India plans to launch an Earth observation satellite on a small launch vehicle next week. The Indian space agency ISRO said it has scheduled the launch of the EOS-08 satellite for Aug. 15 on its Small Satellite Launch Vehicle (SSLV). The 175-kilogram satellite carries an optical and infrared camera and an instrument for performing reflectometry using navigation satellite signals. It also carried a radiation dosimeter instrument to collect data for India's Gaganyaan human spaceflight program. The launch will be just the third for the SSLV, which failed in its debut two years ago but had a successful second flight in early 2023. [India Today]

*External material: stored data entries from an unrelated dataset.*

// FICHIER : src-api/src/store/file_store.rs

//! Arbre JSON persisté dans un seul fichier (écriture atomique).
//! Chaque écriture relit puis réécrit le fichier entier sous verrou.

use super::{tree, DocumentStore};
use crate::utils::fs::{self, Path, PathBuf};
use crate::utils::json;
use crate::utils::prelude::*;
use tokio::sync::Mutex;

#[derive(Debug)]
pub struct JsonFileStore {
    path: PathBuf,
    write_lock: Mutex<()>,
}

impl JsonFileStore {
    pub fn new(path: impl Into<PathBuf>) -> Self {
        Self {
            path: path.into(),
            write_lock: Mutex::new(()),
        }
    }

    pub fn path(&self) -> &Path {
        &self.path
    }

    async fn load(&self) -> VitrineResult<Value> {
        match fs::read_to_string_opt(&self.path).await? {
            Some(content) if !content.trim().is_empty() => json::parse(&content),
            _ => Ok(Value::Null),
        }
    }

    async fn save(&self, root: &Value) -> VitrineResult<()> {
        // Un arbre vide reste un document JSON valide
        let content = if root.is_null() {
            "{}".to_string()
        } else {
            json::stringify_pretty(root)?
        };
        fs::write_atomic(&self.path, content.as_bytes()).await
    }
}

#[async_trait]
impl DocumentStore for JsonFileStore {
    async fn get(&self, path: &str) -> VitrineResult<Option<Value>> {
        let root = self.load().await?;
        Ok(tree::get_at(&root, path).cloned())
    }

    async fn set(&self, path: &str, value: &Value) -> VitrineResult<()> {
        let _guard = self.write_lock.lock().await;
        let mut root = self.load().await?;
        tree::set_at(&mut root, path, value.clone());
        self.save(&root).await
    }

    async fn remove(&self, path: &str) -> VitrineResult<()> {
        let _guard = self.write_lock.lock().await;
        let mut root = self.load().await?;
        tree::remove_at(&mut root, path);
        self.save(&root).await
    }

    fn backend_name(&self) -> &'static str {
        "file"
    }
}
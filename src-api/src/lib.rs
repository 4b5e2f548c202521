// FICHIER : src-api/src/lib.rs

pub mod api;
pub mod collections;
pub mod store;
pub mod utils;
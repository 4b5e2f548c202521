// FICHIER : src-api/src/api/router.rs

//! Résolution `chemin HTTP -> { collection, id }`.

use crate::collections::CollectionName;
use crate::utils::error::{AppError, VitrineResult};
use regex::Regex;
use std::sync::OnceLock;

pub const API_PREFIX: &str = "/api";

/// Cible d'une requête : une collection, éventuellement un élément.
#[derive(Debug, Clone, Copy, PartialEq, Eq)]
pub struct Route {
    pub collection: CollectionName,
    pub item_id: Option<i64>,
}

fn route_pattern() -> &'static Regex {
    static PATTERN: OnceLock<Regex> = OnceLock::new();
    PATTERN.get_or_init(|| {
        Regex::new(r"^/api/([A-Za-z0-9_-]+)(?:/(\d+))?/?$").expect("motif de route constant")
    })
}

/// `/api/<nom>` ou `/api/<nom>/<chiffres>`, barre finale tolérée.
///
/// Un chemin hors de ces deux formes est `InvalidPath` ; un nom hors de la
/// liste connue est `UnknownCollection`.
pub fn resolve(path: &str) -> VitrineResult<Route> {
    let Some(caps) = route_pattern().captures(path) else {
        return Err(AppError::InvalidPath(path.to_string()));
    };

    let collection: CollectionName = caps[1].parse()?;
    let item_id = match caps.get(2) {
        Some(m) => Some(
            m.as_str()
                .parse::<i64>()
                .map_err(|_| AppError::InvalidPath(path.to_string()))?,
        ),
        None => None,
    };

    Ok(Route {
        collection,
        item_id,
    })
}

/// Identifiant passé en paramètre de requête (`?id=`).
pub fn parse_item_id(raw: Option<&str>) -> VitrineResult<i64> {
    let Some(raw) = raw.map(str::trim).filter(|s| !s.is_empty()) else {
        return Err(AppError::BadRequest("Item id is required".to_string()));
    };
    raw.parse::<i64>()
        .map_err(|_| AppError::BadRequest(format!("Invalid item id '{}'", raw)))
}

pub fn is_api_path(path: &str) -> bool {
    path == API_PREFIX || path.starts_with("/api/")
}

It may be easier — or, rather, not as overwhelmingly difficult — to terraform Mars. A paper published this week offered a new approach for making the planet habitable, through the injection of microscopic particles made of iron and aluminum into the atmosphere. Placing two million tons of such particles in the atmosphere annually could increase its temperature by 10 degrees Celsius. Manufacturing and injecting those particles would still be a massive undertaking, but scientists noted it would use materials that could be mined on Mars rather than imported from Earth. Others noted that increasing the temperature of the Martian atmosphere is only one step needed to truly terraform the planet. [Science]
 

Analyst Scrum


"Well, I'm going to horrify you, Jason. Because I'm from New Zealand, I only know rugby. So a baseball analogy is lost on me completely."

– Peter Beck, CEO of Rocket Lab, when asked on an earnings call Thursday by Jason Gursky with Citi what inning the company was in regarding the development of a satellite constellation.